AI & Data Science

YOLO Object Detection: v8 hingga v11 — Training, Inference, Custom Dataset & Deployment

Tutorial lengkap YOLO Object Detection — dari konsep dasar, persiapan dataset, training custom model, inference, hingga deployment ke produksi dengan Ultralytics

1. Pengenalan YOLO & Object Detection

YOLO (You Only Look Once) adalah arsitektur deep learning untuk object detection yang sangat cepat dan akurat. Berbeda dari pendekatan tradisional yang memproses gambar secara bertahap, YOLO memproses seluruh gambar dalam satu kali pass saja.

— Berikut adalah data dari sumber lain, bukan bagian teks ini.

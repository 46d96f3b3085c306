// Unless explicitly stated otherwise all files in this repository are licensed
// under the Apache License Version 2.0.
// This product includes software developed at Datadog (https://www.datadoghq.com/).
// Copyright 2026-present Datadog, Inc.

//! Fail-fast Build → Stage → Restart → Cleanup sequencing.

use std::sync::Arc;

use anyhow::{Result, bail};
use async_trait::async_trait;
use log::{error, info, warn};

use crate::config::DeployConfig;
use crate::errors::TerminationError;
use crate::host::Host;
use crate::launcher::{CleanupScheduler, Launcher};
use crate::state::{Phase, PipelineState};
use crate::toolchain::{Archiver, CompileRequest, Compiler};
use crate::tracer::{ConsoleSignatures, SessionHandle};
use crate::{resolver, sources, stage, terminator, tracer};

pub const EXIT_CONFIG: u8 = 1;
pub const EXIT_INTERRUPTED: u8 = 130;

#[derive(Debug, Clone, PartialEq, Eq)]
pub struct PhaseResult {
    pub phase: Phase,
    pub ok: bool,
    pub message: String,
}

/// The console currently believed to host the service. Tracking a new
/// session replaces the previous one.
#[derive(Debug, Default)]
pub struct SessionSlot {
    current: Option<SessionHandle>,
}

impl SessionSlot {
    pub fn replace(&mut self, session: SessionHandle) -> Option<SessionHandle> {
        let previous = self.current.replace(session);
        if let Some(prev) = &previous {
            info!("no longer tracking console pid {}", prev.pid);
        }
        previous
    }

    pub fn take(&mut self) -> Option<SessionHandle> {
        self.current.take()
    }

    pub fn current(&self) -> Option<&SessionHandle> {
        self.current.as_ref()
    }
}

/// The four deploy phases. Each returns a summary on success.
#[async_trait]
pub trait DeployPhases: Send + Sync {
    async fn build(&self) -> Result<String>;
    async fn stage(&self) -> Result<String>;
    async fn restart(&self, slot: &mut SessionSlot) -> Result<String>;
    async fn cleanup(&self) -> Result<String>;
}

#[derive(Debug)]
pub struct PipelineReport {
    pub state: PipelineState,
    pub results: Vec<PhaseResult>,
    /// Console left tracked after the run, if termination did not succeed.
    pub session: Option<SessionHandle>,
}

impl PipelineReport {
    pub fn succeeded(&self) -> bool {
        self.state == PipelineState::Done
    }

    pub fn failed_phase(&self) -> Option<Phase> {
        match self.state {
            PipelineState::Failed(phase) => Some(phase),
            _ => None,
        }
    }

    pub fn exit_code(&self) -> u8 {
        match self.state {
            PipelineState::Done => 0,
            PipelineState::Failed(Phase::Build) => 2,
            PipelineState::Failed(Phase::Stage) => 3,
            PipelineState::Failed(Phase::Restart) => 4,
            PipelineState::Failed(Phase::Cleanup) => 5,
            // A run that never reached a terminal state.
            _ => EXIT_CONFIG,
        }
    }
}

#[derive(Debug)]
pub struct Orchestrator {
    state: PipelineState,
    slot: SessionSlot,
    results: Vec<PhaseResult>,
}

impl Default for Orchestrator {
    fn default() -> Self {
        Self::new()
    }
}

impl Orchestrator {
    pub fn new() -> Self {
        Self {
            state: PipelineState::Idle,
            slot: SessionSlot::default(),
            results: Vec::new(),
        }
    }

    pub fn state(&self) -> PipelineState {
        self.state
    }

    fn transition(&mut self, next: PipelineState) {
        if !self.state.can_transition_to(next) {
            error!("illegal pipeline transition {} -> {next}", self.state);
            return;
        }
        self.state = next;
    }

    /// Run every phase in order, stopping at the first failure.
    pub async fn run(mut self, phases: &dyn DeployPhases) -> PipelineReport {
        for phase in Phase::ALL {
            self.transition(phase.running_state());
            info!("phase {phase} starting");
            let outcome = match phase {
                Phase::Build => phases.build().await,
                Phase::Stage => phases.stage().await,
                Phase::Restart => phases.restart(&mut self.slot).await,
                Phase::Cleanup => phases.cleanup().await,
            };
            match outcome {
                Ok(message) => {
                    info!("phase {phase} succeeded: {message}");
                    self.results.push(PhaseResult {
                        phase,
                        ok: true,
                        message,
                    });
                }
                Err(e) => {
                    let message = format!("{e:#}");
                    error!("phase {phase} failed: {message}");
                    self.results.push(PhaseResult {
                        phase,
                        ok: false,
                        message,
                    });
                    self.transition(PipelineState::Failed(phase));
                    return self.finish();
                }
            }
        }
        self.transition(PipelineState::Done);
        self.finish()
    }

    fn finish(mut self) -> PipelineReport {
        PipelineReport {
            state: self.state,
            results: self.results,
            session: self.slot.take(),
        }
    }
}

/// The real phases, wired to a host and the JDK collaborators.
pub struct Deployment {
    config: DeployConfig,
    host: Arc<dyn Host>,
    compiler: Box<dyn Compiler>,
    archiver: Box<dyn Archiver>,
    launcher: Launcher,
    signatures: ConsoleSignatures,
}

impl Deployment {
    pub fn new(
        config: DeployConfig,
        host: Arc<dyn Host>,
        compiler: Box<dyn Compiler>,
        archiver: Box<dyn Archiver>,
        scheduler: CleanupScheduler,
    ) -> Self {
        let launcher = Launcher::new(
            host.clone(),
            scheduler,
            config.console_title.clone(),
            config.wrapper_grace(),
        );
        let signatures = ConsoleSignatures::new(config.console_signatures());
        Self {
            config,
            host,
            compiler,
            archiver,
            launcher,
            signatures,
        }
    }

    /// Stop the console hosting whatever listens on the service port.
    /// Returns whether anything was terminated.
    fn stop_previous_instance(&self, slot: &mut SessionSlot) -> bool {
        let port = self.config.service_port;
        let host = self.host.as_ref();

        let Some(binding) = resolver::resolve(host, port) else {
            info!("nothing listening on port {port}, no previous instance to stop");
            return false;
        };
        let Some(session) = tracer::trace_session_for(host, binding.pid, &self.signatures) else {
            warn!(
                "pid {} on port {port} has no console ancestor matching {:?}; leaving it running",
                binding.pid,
                self.config.console_signatures()
            );
            return false;
        };

        slot.replace(session.clone());
        match terminator::terminate(host, &session) {
            Ok(()) => {
                slot.take();
                true
            }
            Err(TerminationError::GuardRefused { pid }) => {
                warn!("console pid {pid} hosts this tool; it was left running");
                false
            }
            Err(e) => {
                warn!("{e}; continuing, the old console may still be open");
                false
            }
        }
    }
}

#[async_trait]
impl DeployPhases for Deployment {
    async fn build(&self) -> Result<String> {
        let src = self.config.src_dir();
        let removed = sources::remove_class_files(&src);
        if removed > 0 {
            info!("removed {removed} stale class file(s)");
        }

        let files = sources::find_sources(&src);
        if files.is_empty() {
            bail!("no .java files under {}", src.display());
        }
        info!("found {} source file(s)", files.len());

        let classpath = sources::build_classpath(
            &self.config.service_lib_dir(),
            &self.config.classpath_fallback,
        );
        let count = files.len();
        self.compiler
            .compile(&CompileRequest {
                working_dir: src.clone(),
                sources: files,
                classpath,
                output_dir: src.clone(),
            })
            .await?;

        let artifact = self.config.artifact_path();
        self.archiver.archive(&src, &artifact).await?;
        Ok(format!(
            "compiled {count} source file(s) into {}",
            artifact.display()
        ))
    }

    async fn stage(&self) -> Result<String> {
        let report = stage::stage(&self.config)?;
        Ok(format!(
            "staged {} into {} ({} side-car file(s), {} missing)",
            self.config.extension_file,
            report.target_dir.display(),
            report.sidecars_copied.len(),
            report.sidecars_missing.len()
        ))
    }

    async fn restart(&self, slot: &mut SessionSlot) -> Result<String> {
        let stopped = self.stop_previous_instance(slot);
        if stopped {
            let delay = self.config.lock_release_delay();
            info!("waiting {}s for file locks to release", delay.as_secs());
            tokio::time::sleep(delay).await;
        }

        let wrapper = self.config.wrapper_path(self.host.script_flavor());
        self.launcher
            .launch(
                &self.config.start_script_path(),
                &self.config.service_home_dir(),
                &wrapper,
            )
            .await?;
        Ok(if stopped {
            "previous console terminated, service relaunched".to_string()
        } else {
            "service launched".to_string()
        })
    }

    async fn cleanup(&self) -> Result<String> {
        let report = stage::cleanup(&self.config);
        Ok(format!(
            "removed {} class file(s) and {} artifact(s)",
            report.class_files, report.artifacts
        ))
    }
}
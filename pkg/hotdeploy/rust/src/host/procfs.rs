// Unless explicitly stated otherwise all files in this repository are licensed
// under the Apache License Version 2.0.
// This product includes software developed at Datadog (https://www.datadoghq.com/).
// Copyright 2026-present Datadog, Inc.

//! Linux host backed by procfs.
//!
//! Socket ownership is recovered the same way `ss -p` does it: the socket
//! tables in `net/tcp{,6}` give `local port → inode`, and the `fd` links of
//! every process give `inode → pid`. Sockets in TIME_WAIT carry inode 0 and
//! have no owner, so they never produce a binding.

use std::collections::HashMap;
use std::fs;
use std::io::{self, BufRead, BufReader};
use std::path::{Path, PathBuf};

use log::{debug, warn};

use super::{
    ConsoleRequest, Host, PortBinding, ProcessHandle, ScriptFlavor, SocketState,
    orphan_reused_parents, unix,
};
use crate::errors::{HostError, TerminationError};

type Ino = u64;

const TCP_LISTEN: u8 = 0x0A;
const SOCKET_TABLES: [&str; 2] = ["tcp", "tcp6"];

fn default_root() -> PathBuf {
    std::env::var("HOST_PROC")
        .map(PathBuf::from)
        .unwrap_or_else(|_| PathBuf::from("/proc"))
}

pub struct ProcfsHost {
    root: PathBuf,
    console_command: Vec<String>,
}

impl ProcfsHost {
    pub fn new(console_command: Vec<String>) -> Self {
        Self::with_root(default_root(), console_command)
    }

    pub fn with_root(root: PathBuf, console_command: Vec<String>) -> Self {
        Self {
            root,
            console_command,
        }
    }

    fn pid_dirs(&self) -> Result<Vec<(u32, PathBuf)>, HostError> {
        let entries = fs::read_dir(&self.root).map_err(|source| HostError::Read {
            path: self.root.clone(),
            source,
        })?;
        let mut pids: Vec<(u32, PathBuf)> = entries
            .filter_map(Result::ok)
            .filter_map(|entry| {
                let pid = entry.file_name().to_str()?.parse::<u32>().ok()?;
                Some((pid, entry.path()))
            })
            .collect();
        pids.sort_by_key(|(pid, _)| *pid);
        Ok(pids)
    }

    /// Map socket inodes to the pid holding them open. Processes we are not
    /// allowed to inspect, or that exit mid-scan, are skipped.
    fn socket_owners(&self) -> Result<HashMap<Ino, u32>, HostError> {
        let mut owners = HashMap::new();
        for (pid, dir) in self.pid_dirs()? {
            let Ok(fds) = fs::read_dir(dir.join("fd")) else {
                continue;
            };
            for fd in fds.filter_map(Result::ok) {
                let Ok(link) = fs::read_link(fd.path()) else {
                    continue;
                };
                if let Some(inode) = socket_inode(&link) {
                    owners.entry(inode).or_insert(pid);
                }
            }
        }
        Ok(owners)
    }
}

impl Host for ProcfsHost {
    fn socket_table(&self) -> Result<Vec<PortBinding>, HostError> {
        let mut sockets = Vec::new();
        let mut readable = 0;
        for table in SOCKET_TABLES {
            let path = self.root.join("net").join(table);
            match read_socket_table(&path) {
                Ok(rows) => {
                    readable += 1;
                    sockets.extend(rows);
                }
                Err(e) if e.kind() == io::ErrorKind::NotFound => {
                    debug!("{} not present", path.display());
                }
                Err(source) => return Err(HostError::Read { path, source }),
            }
        }
        if readable == 0 {
            return Err(HostError::Read {
                path: self.root.join("net").join("tcp"),
                source: io::Error::new(io::ErrorKind::NotFound, "no TCP socket table"),
            });
        }

        let owners = self.socket_owners()?;
        let mut bindings = Vec::new();
        for socket in sockets {
            match owners.get(&socket.inode) {
                Some(&pid) => bindings.push(PortBinding {
                    port: socket.port,
                    pid,
                    state: socket.state(),
                }),
                None if socket.state() == SocketState::Listening => warn!(
                    "port {} is listening but its owner is not visible (inode {}); insufficient permissions?",
                    socket.port, socket.inode
                ),
                None => {}
            }
        }
        Ok(bindings)
    }

    fn process_table(&self) -> Result<Vec<ProcessHandle>, HostError> {
        let mut table = Vec::new();
        let mut started = HashMap::new();
        for (pid, dir) in self.pid_dirs()? {
            // The process may exit between listing and reading.
            let Ok(stat) = fs::read_to_string(dir.join("stat")) else {
                continue;
            };
            let Some(stat) = parse_stat(&stat) else {
                debug!("unparseable stat for pid {pid}");
                continue;
            };
            let command_line = fs::read(dir.join("cmdline"))
                .map(|raw| parse_cmdline(&raw))
                .unwrap_or_default();
            if let Some(start_time) = stat.start_time {
                started.insert(pid, start_time);
            }
            table.push(ProcessHandle {
                pid,
                parent_pid: stat.parent_pid,
                command_line,
                display_name: stat.comm,
            });
        }
        // The table is not read atomically, so a parent can exit and have its
        // pid reused while the walk is in progress.
        orphan_reused_parents(&mut table, &started);
        Ok(table)
    }

    fn terminate_tree(&self, pid: u32) -> Result<(), TerminationError> {
        unix::kill_tree(pid, self.process_table())
    }

    fn spawn_console(&self, request: &ConsoleRequest) -> io::Result<()> {
        unix::spawn_console(&self.console_command, request)
    }

    fn script_flavor(&self) -> ScriptFlavor {
        ScriptFlavor::Shell
    }
}

#[derive(Debug, PartialEq, Eq)]
struct SocketRow {
    port: u16,
    state: u8,
    inode: Ino,
}

impl SocketRow {
    fn state(&self) -> SocketState {
        if self.state == TCP_LISTEN {
            SocketState::Listening
        } else {
            SocketState::Other
        }
    }
}

fn read_socket_table(path: &Path) -> io::Result<Vec<SocketRow>> {
    let reader = BufReader::new(fs::File::open(path)?);
    let mut rows = Vec::new();
    // First line is the column header.
    for line in reader.lines().skip(1) {
        let line = line?;
        match parse_socket_line(&line) {
            Some(row) => rows.push(row),
            None => debug!("skipping malformed socket line in {}: {line}", path.display()),
        }
    }
    Ok(rows)
}

fn get_fields(line: &str) -> Option<(&str, &str, &str)> {
    let mut iter = line.split_whitespace();
    let local_address = iter.nth(1)?; // field 1: local address
    let state = iter.nth(1)?; // field 3: state (skip field 2)
    let inode = iter.nth(5)?; // field 9: inode (skip fields 4-8)
    Some((local_address, state, inode))
}

fn parse_socket_line(line: &str) -> Option<SocketRow> {
    let (local_address, state, inode) = get_fields(line)?;
    let state = u8::from_str_radix(state, 16).ok()?;
    let (_, port) = local_address.rsplit_once(':')?;
    let port = u16::from_str_radix(port, 16).ok()?;
    let inode = inode.parse::<Ino>().ok()?;
    Some(SocketRow { port, state, inode })
}

/// `socket:[12345]` → 12345
fn socket_inode(link: &Path) -> Option<Ino> {
    link.to_str()?
        .strip_prefix("socket:[")?
        .strip_suffix(']')?
        .parse()
        .ok()
}

#[derive(Debug, PartialEq, Eq)]
struct StatFields {
    comm: String,
    parent_pid: u32,
    /// Clock ticks since boot (field 22).
    start_time: Option<u64>,
}

/// Extract comm, ppid and start time from `/proc/<pid>/stat`. The command name is
/// wrapped in parentheses and may itself contain spaces or parentheses, so
/// the fields after it are located from the last `)`.
fn parse_stat(stat: &str) -> Option<StatFields> {
    let open = stat.find('(')?;
    let close = stat.rfind(')')?;
    let comm = stat.get(open + 1..close)?.to_string();
    // Fields after the command name start at field 3 (state).
    let mut rest = stat.get(close + 1..)?.split_whitespace();
    let _state = rest.next()?;
    let parent_pid = rest.next()?.parse().ok()?;
    let start_time = rest.nth(17).and_then(|field| field.parse().ok());
    Some(StatFields {
        comm,
        parent_pid,
        start_time,
    })
}

fn parse_cmdline(raw: &[u8]) -> String {
    String::from_utf8_lossy(raw)
        .trim_end_matches('\0')
        .replace('\0', " ")
}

Object detection adalah tugas mengidentifikasi apa objek dalam gambar dan di mana lokasinya (bounding box). Ini berbeda dari image classification yang hanya menjawab "apa ini gambar apa".

Diagram: Image Classification vs Object Detection
┌─────────────────────────────────────────────────────────────────┐
│  IMAGE CLASSIFICATION          OBJECT DETECTION (YOLO)          │
│                                                                  │
│  ┌──────────────┐              ┌──────────────┐                │
│  │  🐕 🐱      │              │ ┌──┐  ┌──┐  │                │
│  │              │              │ │🐕│  │🐱│  │                │
│  │              │              │ └──┘  └──┘  │                │
│  └──────────────┘              └──────────────┘                │
│  Output: "anjing"              Output:                          │
│                                - anjing [x:10, y:20, w:80,h:60]│
│                                - kucing [x:120, y:30, w:70,h:55]│
│                                + confidence score               │
│                                                                  │
│  Classification = "APA?"      Detection = "APA + DI MANA?"     │
└─────────────────────────────────────────────────────────────────┘

Mengapa YOLO Populer?

Keunggulan Penjelasan
Real-time speed30-100+ FPS bahkan di perangkat edge
High accuracymAP50 mencapai 50-55%+ di COCO dataset
End-to-endSatu model untuk deteksi, segmentasi, pose
Easy to useAPI sederhana dengan Ultralytics
Well-documentedKomunitas besar, banyak tutorial
Multi-platformDeploy di GPU, CPU, mobile, edge devices

2. Evolusi YOLO: v1 hingga v11

Timeline Evolusi YOLO

Versi Tahun Penulis Inovasi Utama
YOLOv12016Joseph RedmonDeteksi real-time pertama, single-pass
YOLOv22017Joseph RedmonBatch normalization, anchor boxes, multi-scale
YOLOv32018Joseph RedmonFPN, multi-scale detection, Darknet-53
YOLOv42020Alexey BochkovskiyCSPDarknet53, SPP, PANet
YOLOv52020UltralyticsPyTorch native, auto-anchor, easy training
YOLOv82023UltralyticsAnchor-free, C2f module, unified API
YOLOv92024Chien-Yao WangGELAN, PGI, programmable gradient info
YOLOv102024Tsinghua UniversityNMS-free, consistent dual assignments
YOLOv112025UltralyticsC3k2 block, SPPF enhancement, efficiency
💡 Tips Memilih Versi YOLO
  • Pemula / Produksi → YOLOv8 atau YOLOv11 (API mudah, dokumentasi lengkap)
  • Edge/Mobile → YOLOv8n atau YOLOv11n (nano, sangat ringan)
  • Akurasi maksimal → YOLOv9 atau YOLOv11x (extra-large)
  • Real-time tanpa NMS → YOLOv10

3. Setup & Instalasi

Bash — Instalasi Ultralytics
# =============================================
# Instalasi YOLO (Ultralytics)
# =============================================

# Install ultralytics (mencakup YOLOv8 - v11)
pip install ultralytics

# Verifikasi instalasi
python -c "from ultralytics import YOLO; print('YOLO siap!')"

# Untuk GPU (CUDA)
pip install torch torchvision --index-url https://download.pytorch.org/whl/cu121

# Untuk export ke ONNX/TensorRT
pip install onnx onnxruntime-gpu
pip install tensorrt  # Butuh NVIDIA GPU

# Check GPU
python -c "import torch; print(f'CUDA: {torch.cuda.is_available()}, Device: {torch.cuda.get_device_name(0)}')"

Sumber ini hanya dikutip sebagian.